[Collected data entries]

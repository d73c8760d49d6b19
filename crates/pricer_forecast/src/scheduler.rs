//! Periodic run trigger.

use crate::engine::ForecastEngine;
use std::time::Duration;
use tokio::task::JoinHandle;
use tokio::time::MissedTickBehavior;
use tracing::{info, warn};

/// Runs the engine's default request every `period`, starting immediately.
///
/// A slow run delays the following tick instead of queueing a burst. A tick
/// that lands while another run is in flight joins that run. Failures are
/// logged and the timer keeps going; abort the returned handle to stop it.
pub fn spawn_scheduler(engine: ForecastEngine, period: Duration) -> JoinHandle<()> {
    info!(period_secs = period.as_secs(), "Run scheduler started");
    tokio::spawn(async move {
        let mut interval = tokio::time::interval(period);
        interval.set_missed_tick_behavior(MissedTickBehavior::Delay);
        loop {
            interval.tick().await;
            if let Err(e) = engine.run_simulation(engine.default_request()).await {
                warn!(kind = %e.kind(), error = %e, "Scheduled run failed");
            }
        }
    })
}
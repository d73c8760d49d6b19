//! Overview Cache.
//!
//! A single slot holding the latest [`OverviewSnapshot`]. Writers build a
//! complete snapshot and swap the `Arc` in under a short write lock; readers
//! clone the `Arc` under a read lock. A reader therefore sees either the old
//! snapshot or the new one, never a mix.

use crate::stats::Overview;
use chrono::{DateTime, Utc};
use serde::Serialize;
use std::sync::{Arc, PoisonError, RwLock};

/// Metadata of the run behind a cached overview.
#[derive(Clone, Debug, PartialEq, Serialize)]
#[serde(rename_all = "camelCase")]
pub struct RunDetails {
    /// Id of the run.
    pub run_id: u64,
    /// Simulations in the run.
    pub simulations: u64,
    /// Simulations across all runs so far.
    pub total_simulations: u64,
    /// Processing time of the run.
    pub processing_ms: u64,
    /// Runs persisted so far.
    pub run_count: u64,
    /// Completion time.
    pub completed_at: DateTime<Utc>,
    /// Raw output file of the run.
    pub raw_file: String,
}

/// Overview of one run plus its details.
#[derive(Clone, Debug, PartialEq, Serialize)]
#[serde(rename_all = "camelCase")]
pub struct OverviewSnapshot {
    /// Prices relative to the run's reference price.
    pub overview: Overview,
    /// Run metadata.
    pub details: RunDetails,
}

/// Latest-overview slot.
#[derive(Debug, Default)]
pub struct OverviewCache {
    slot: RwLock<Option<Arc<OverviewSnapshot>>>,
}

impl OverviewCache {
    /// Creates an empty cache.
    pub fn new() -> Self {
        Self::default()
    }

    /// Current snapshot, if any run has completed.
    pub fn load(&self) -> Option<Arc<OverviewSnapshot>> {
        self.slot
            .read()
            .unwrap_or_else(PoisonError::into_inner)
            .clone()
    }

    /// Replaces the snapshot wholesale.
    pub fn store(&self, snapshot: OverviewSnapshot) -> Arc<OverviewSnapshot> {
        let snapshot = Arc::new(snapshot);
        *self.slot.write().unwrap_or_else(PoisonError::into_inner) = Some(Arc::clone(&snapshot));
        snapshot
    }

    /// `true` until the first successful run.
    pub fn is_empty(&self) -> bool {
        self.load().is_none()
    }
}
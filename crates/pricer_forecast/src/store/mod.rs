//! Run Log Store.
//!
//! Persisted state lives in one directory:
//!
//! ```text
//! <data_dir>/
//! ├── simulation_log.csv      (summary ledger, one row per run)
//! └── runs/
//!     ├── simulation_1.csv    (raw output of one run)
//!     └── simulation_2.csv
//! ```
//!
//! [`RunLog`] is the single writer. It is opened once per process; the scan
//! performed by [`RunLog::open`] recovers the last run id, the cumulative
//! simulation count and the next raw file index, and from then on those
//! counters are only advanced in memory.

mod ledger;
mod raw;

pub use ledger::{RunLedger, LEDGER_HEADER};
pub use raw::{format_change, parse_file_index, RawOutputStore, RawOutputWriter, RAW_HEADER};

use crate::error::ForecastError;
use crate::stats::{round_to, RunStatistics};
use chrono::{DateTime, Utc};
use serde::{Deserialize, Serialize};
use std::path::{Path, PathBuf};
use tracing::info;

/// File name of the summary ledger.
pub const LEDGER_FILE: &str = "simulation_log.csv";

/// Sub-directory holding raw output files.
pub const RAW_DIR: &str = "runs";

/// One persisted ledger row.
#[derive(Clone, Debug, PartialEq, Serialize, Deserialize)]
pub struct RunSummary {
    /// Strictly increasing, gapless, starting at 1.
    pub run_id: u64,
    /// Completion time.
    pub timestamp: DateTime<Utc>,
    /// Price the run started from.
    pub reference_price: f64,
    /// Highest terminal price.
    pub highest: f64,
    /// Mean plus one standard deviation.
    pub target: f64,
    /// Mean terminal price.
    pub average: f64,
    /// Lowest terminal price.
    pub lowest: f64,
    /// Simulations in this run.
    pub simulations: u64,
    /// Simulations across all runs up to and including this one.
    pub total_simulations: u64,
    /// Wall-clock processing time.
    pub processing_ms: u64,
    /// Raw output file of this run.
    pub raw_file: String,
}

/// Result of looking up one run id.
#[derive(Clone, Debug, PartialEq, Serialize)]
#[serde(tag = "status", rename_all = "snake_case")]
pub enum RunLookup {
    /// The run exists.
    Found(RunSummary),
    /// No run with this id.
    NotAvailable {
        /// The requested id.
        run_id: u64,
    },
}

/// Everything needed to record a run except the fields the log allocates.
#[derive(Clone, Debug)]
pub struct RunEntry {
    /// Completion time.
    pub timestamp: DateTime<Utc>,
    /// Reference price.
    pub reference_price: f64,
    /// Statistics over the run's terminal prices.
    pub statistics: RunStatistics,
    /// Wall-clock processing time.
    pub processing_ms: u64,
    /// Committed raw output file name.
    pub raw_file: String,
}

/// Single writer over the ledger and the raw output directory.
#[derive(Debug)]
pub struct RunLog {
    ledger: RunLedger,
    raw: RawOutputStore,
    last_run_id: u64,
    total_simulations: u64,
}

impl RunLog {
    /// Opens (or creates) the store rooted at `dir`.
    pub fn open(dir: impl AsRef<Path>) -> Result<Self, ForecastError> {
        let dir = dir.as_ref();
        let ledger = RunLedger::open(dir.join(LEDGER_FILE))?;
        let raw = RawOutputStore::open(dir.join(RAW_DIR))?;

        let rows = ledger.read_all()?;
        let (last_run_id, total_simulations) = rows
            .last()
            .map(|r| (r.run_id, r.total_simulations))
            .unwrap_or((0, 0));

        info!(
            dir = %dir.display(),
            runs = rows.len(),
            last_run_id,
            total_simulations,
            next_file_index = raw.next_index(),
            "Run log opened"
        );

        Ok(Self {
            ledger,
            raw,
            last_run_id,
            total_simulations,
        })
    }

    /// Id of the most recent persisted run, 0 if none.
    pub fn last_run_id(&self) -> u64 {
        self.last_run_id
    }

    /// Cumulative simulations across all persisted runs.
    pub fn total_simulations(&self) -> u64 {
        self.total_simulations
    }

    /// Directory holding raw output files.
    pub fn raw_dir(&self) -> PathBuf {
        self.raw.dir().to_path_buf()
    }

    /// Path of the ledger file.
    pub fn ledger_path(&self) -> &Path {
        self.ledger.path()
    }

    /// Opens a raw output writer under the next file index.
    pub fn begin_raw(&mut self, reference_price: f64) -> Result<RawOutputWriter, ForecastError> {
        self.raw.create_writer(reference_price)
    }

    /// Appends a ledger row for a completed run.
    ///
    /// The run id and cumulative count are allocated here and the in-memory
    /// counters advance only after the row is on disk.
    pub fn record(&mut self, entry: RunEntry) -> Result<RunSummary, ForecastError> {
        let simulations = entry.statistics.count as u64;
        let summary = RunSummary {
            run_id: self.last_run_id + 1,
            timestamp: entry.timestamp,
            reference_price: round_to(entry.reference_price, 2),
            highest: round_to(entry.statistics.highest, 2),
            target: round_to(entry.statistics.target, 2),
            average: round_to(entry.statistics.average, 2),
            lowest: round_to(entry.statistics.lowest, 2),
            simulations,
            total_simulations: self.total_simulations + simulations,
            processing_ms: entry.processing_ms,
            raw_file: entry.raw_file,
        };

        self.ledger.append(&summary)?;
        self.last_run_id = summary.run_id;
        self.total_simulations = summary.total_simulations;
        Ok(summary)
    }

    /// Every persisted run, oldest first.
    pub fn read_all(&self) -> Result<Vec<RunSummary>, ForecastError> {
        self.ledger.read_all()
    }

    /// Per-id lookup; see [`RunLedger::read_by_ids`].
    pub fn read_by_ids(&self, ids: &[u64]) -> Result<Vec<RunLookup>, ForecastError> {
        self.ledger.read_by_ids(ids)
    }
}

#[cfg(test)]
mod tests {
    use super::*;

    fn entry(prices: &[f64], raw_file: &str) -> RunEntry {
        RunEntry {
            timestamp: Utc::now(),
            reference_price: 100.0,
            statistics: RunStatistics::from_prices(prices).unwrap(),
            processing_ms: 5,
            raw_file: raw_file.to_string(),
        }
    }

    #[test]
    fn test_record_allocates_ids_and_totals() {
        let dir = tempfile::tempdir().unwrap();
        let mut log = RunLog::open(dir.path()).unwrap();

        let first = log.record(entry(&[1.0, 2.0, 3.0], "simulation_1.csv")).unwrap();
        let second = log.record(entry(&[4.0, 5.0], "simulation_2.csv")).unwrap();

        assert_eq!(first.run_id, 1);
        assert_eq!(first.total_simulations, 3);
        assert_eq!(second.run_id, 2);
        assert_eq!(second.total_simulations, 5);
        assert_eq!(log.last_run_id(), 2);
    }

    #[test]
    fn test_counters_recovered_on_reopen() {
        let dir = tempfile::tempdir().unwrap();
        {
            let mut log = RunLog::open(dir.path()).unwrap();
            log.record(entry(&[1.0, 2.0], "simulation_1.csv")).unwrap();
            log.record(entry(&[1.0], "simulation_2.csv")).unwrap();
        }

        let mut log = RunLog::open(dir.path()).unwrap();
        assert_eq!(log.last_run_id(), 2);
        assert_eq!(log.total_simulations(), 3);

        let third = log.record(entry(&[7.0], "simulation_3.csv")).unwrap();
        assert_eq!(third.run_id, 3);
        assert_eq!(third.total_simulations, 4);
    }

    #[test]
    fn test_raw_writer_uses_run_dir() {
        let dir = tempfile::tempdir().unwrap();
        let mut log = RunLog::open(dir.path()).unwrap();
        let mut writer = log.begin_raw(100.0).unwrap();
        writer.append_chunk(&[100.0]).unwrap();
        let name = writer.commit().unwrap();
        assert!(dir.path().join(RAW_DIR).join(name).exists());
    }
}
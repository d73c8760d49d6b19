//! Random walk sampler.
//!
//! A path starts at the reference price and is multiplied by one shock per
//! day:
//!
//! ```text
//! S_{d+1} = S_d * exp(σ * Z_d / sqrt(H)),   Z_d ~ N(0, 1) i.i.d.
//! ```
//!
//! With `H` daily shocks of standard deviation `σ / sqrt(H)` the terminal
//! log-return has standard deviation `σ` for every `H`. The horizon changes
//! the shape of the path, not the dispersion of its end point.

use crate::rng::WalkRng;

/// Parameters of a single random walk.
#[derive(Clone, Copy, Debug, PartialEq)]
pub struct RandomWalk {
    /// Starting price.
    pub start_price: f64,
    /// Total-horizon log-return standard deviation.
    pub volatility: f64,
    /// Number of daily shocks.
    pub horizon_days: u32,
}

impl RandomWalk {
    /// Creates walk parameters. Inputs are assumed validated.
    pub fn new(start_price: f64, volatility: f64, horizon_days: u32) -> Self {
        Self {
            start_price,
            volatility,
            horizon_days,
        }
    }

    /// Per-day shock scale, `σ / sqrt(H)`.
    #[inline]
    pub fn daily_scale(&self) -> f64 {
        self.volatility / (self.horizon_days as f64).sqrt()
    }

    /// Simulates one path and returns its terminal price.
    ///
    /// # Examples
    ///
    /// ```rust
    /// use pricer_forecast::rng::WalkRng;
    /// use pricer_forecast::sampler::RandomWalk;
    ///
    /// let walk = RandomWalk::new(100.0, 0.2, 30);
    /// let mut rng = WalkRng::from_seed(1);
    /// let terminal = walk.sample(&mut rng);
    /// assert!(terminal > 0.0);
    /// ```
    #[inline]
    pub fn sample(&self, rng: &mut WalkRng) -> f64 {
        let scale = self.daily_scale();
        let mut price = self.start_price;
        for _ in 0..self.horizon_days {
            price *= (scale * rng.gen_normal()).exp();
        }
        price
    }

    /// Fills `out` with independent terminal prices.
    pub fn sample_into(&self, rng: &mut WalkRng, out: &mut [f64]) {
        for slot in out.iter_mut() {
            *slot = self.sample(rng);
        }
    }
}

#[cfg(test)]
mod tests {
    use super::*;
    use approx::assert_relative_eq;

    #[test]
    fn test_daily_scale() {
        let walk = RandomWalk::new(100.0, 0.2, 4);
        assert_relative_eq!(walk.daily_scale(), 0.1);
    }

    #[test]
    fn test_terminal_prices_positive() {
        let walk = RandomWalk::new(50_000.0, 0.8, 365);
        let mut rng = WalkRng::from_seed(99);
        let mut out = vec![0.0; 500];
        walk.sample_into(&mut rng, &mut out);
        assert!(out.iter().all(|p| *p > 0.0 && p.is_finite()));
    }

    #[test]
    fn test_sampling_is_seed_deterministic() {
        let walk = RandomWalk::new(100.0, 0.3, 10);
        let a = walk.sample(&mut WalkRng::from_seed(5));
        let b = walk.sample(&mut WalkRng::from_seed(5));
        assert_eq!(a, b);
    }

    #[test]
    fn test_single_day_log_return_dispersion() {
        let walk = RandomWalk::new(1.0, 0.25, 1);
        let mut rng = WalkRng::from_seed(11);
        let n = 50_000;
        let logs: Vec<f64> = (0..n).map(|_| walk.sample(&mut rng).ln()).collect();
        let mean = logs.iter().sum::<f64>() / n as f64;
        let sd = (logs.iter().map(|x| (x - mean).powi(2)).sum::<f64>() / n as f64).sqrt();
        assert_relative_eq!(sd, 0.25, epsilon = 0.005);
    }
}
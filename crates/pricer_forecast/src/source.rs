//! Price Source port.
//!
//! The engine only needs one operation from the outside world: the current
//! reference price. Adapters (HTTP feeds, fixtures) implement
//! [`PriceSource`]; the engine treats any error as run-aborting.

use crate::error::ForecastError;
use async_trait::async_trait;

/// Supplier of the current reference price.
#[async_trait]
pub trait PriceSource: Send + Sync {
    /// Returns the current, already reconciled, reference price.
    ///
    /// # Errors
    ///
    /// [`ForecastError::SourceUnavailable`] when no price can be obtained.
    async fn current_price(&self) -> Result<f64, ForecastError>;

    /// Short name used in logs.
    fn name(&self) -> &str;
}

/// Price source returning a constant.
#[derive(Clone, Copy, Debug)]
pub struct FixedPriceSource {
    price: f64,
}

impl FixedPriceSource {
    /// Creates a source that always returns `price`.
    pub fn new(price: f64) -> Self {
        Self { price }
    }
}

#[async_trait]
impl PriceSource for FixedPriceSource {
    async fn current_price(&self) -> Result<f64, ForecastError> {
        Ok(self.price)
    }

    fn name(&self) -> &str {
        "fixed"
    }
}

#[cfg(test)]
mod tests {
    use super::*;

    #[tokio::test]
    async fn test_fixed_source() {
        let source = FixedPriceSource::new(50_000.0);
        assert_eq!(source.current_price().await.unwrap(), 50_000.0);
        assert_eq!(source.name(), "fixed");
    }
}
//! Error types for the forecasting engine.
//!
//! Every failure a run can produce falls into one of four kinds. Callers
//! match on [`ForecastError::kind`] rather than on message text.

use thiserror::Error;

/// Coarse classification of a [`ForecastError`].
#[derive(Clone, Copy, Debug, PartialEq, Eq, Hash)]
pub enum ForecastErrorKind {
    /// Input rejected before any work started.
    Validation,
    /// The reference price could not be obtained.
    SourceUnavailable,
    /// A batch could not complete.
    WorkerFailure,
    /// The run log or a raw output file could not be written or read.
    Persistence,
}

impl ForecastErrorKind {
    /// Stable snake_case name, used in logs and API bodies.
    pub fn as_str(&self) -> &'static str {
        match self {
            Self::Validation => "validation",
            Self::SourceUnavailable => "source_unavailable",
            Self::WorkerFailure => "worker_failure",
            Self::Persistence => "persistence",
        }
    }
}

impl std::fmt::Display for ForecastErrorKind {
    fn fmt(&self, f: &mut std::fmt::Formatter<'_>) -> std::fmt::Result {
        f.write_str(self.as_str())
    }
}

/// Run-level error.
///
/// The type is `Clone` because one run outcome is fanned out to every
/// caller that joined the run while it was in flight.
#[derive(Clone, Debug, Error, PartialEq)]
pub enum ForecastError {
    /// Non-positive or otherwise invalid numeric input.
    #[error("Invalid parameter '{field}': {message}")]
    Validation {
        /// Name of the offending field.
        field: &'static str,
        /// Description of the problem.
        message: String,
    },

    /// No reference price could be obtained.
    #[error("Price source unavailable: {0}")]
    SourceUnavailable(String),

    /// A batch panicked, timed out or was lost.
    #[error("Batch {batch} failed: {message}")]
    WorkerFailure {
        /// Sequence number of the failed batch.
        batch: usize,
        /// Failure description.
        message: String,
    },

    /// Log or raw-output I/O failure.
    #[error("Persistence error: {0}")]
    Persistence(String),
}

impl ForecastError {
    /// Create a validation error.
    pub fn validation(field: &'static str, message: impl Into<String>) -> Self {
        Self::Validation {
            field,
            message: message.into(),
        }
    }

    /// Create a source-unavailable error.
    pub fn source_unavailable(message: impl Into<String>) -> Self {
        Self::SourceUnavailable(message.into())
    }

    /// Create a worker failure for the given batch.
    pub fn worker(batch: usize, message: impl Into<String>) -> Self {
        Self::WorkerFailure {
            batch,
            message: message.into(),
        }
    }

    /// Create a persistence error.
    pub fn persistence(message: impl Into<String>) -> Self {
        Self::Persistence(message.into())
    }

    /// Returns the kind of this error.
    pub fn kind(&self) -> ForecastErrorKind {
        match self {
            Self::Validation { .. } => ForecastErrorKind::Validation,
            Self::SourceUnavailable(_) => ForecastErrorKind::SourceUnavailable,
            Self::WorkerFailure { .. } => ForecastErrorKind::WorkerFailure,
            Self::Persistence(_) => ForecastErrorKind::Persistence,
        }
    }
}

impl From<std::io::Error> for ForecastError {
    fn from(err: std::io::Error) -> Self {
        Self::Persistence(err.to_string())
    }
}

impl From<csv::Error> for ForecastError {
    fn from(err: csv::Error) -> Self {
        Self::Persistence(err.to_string())
    }
}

## REQUIRED WORK
Check each line of the data above for the string "holding" and report only how many lines have it.

## RESPONSE AREA
3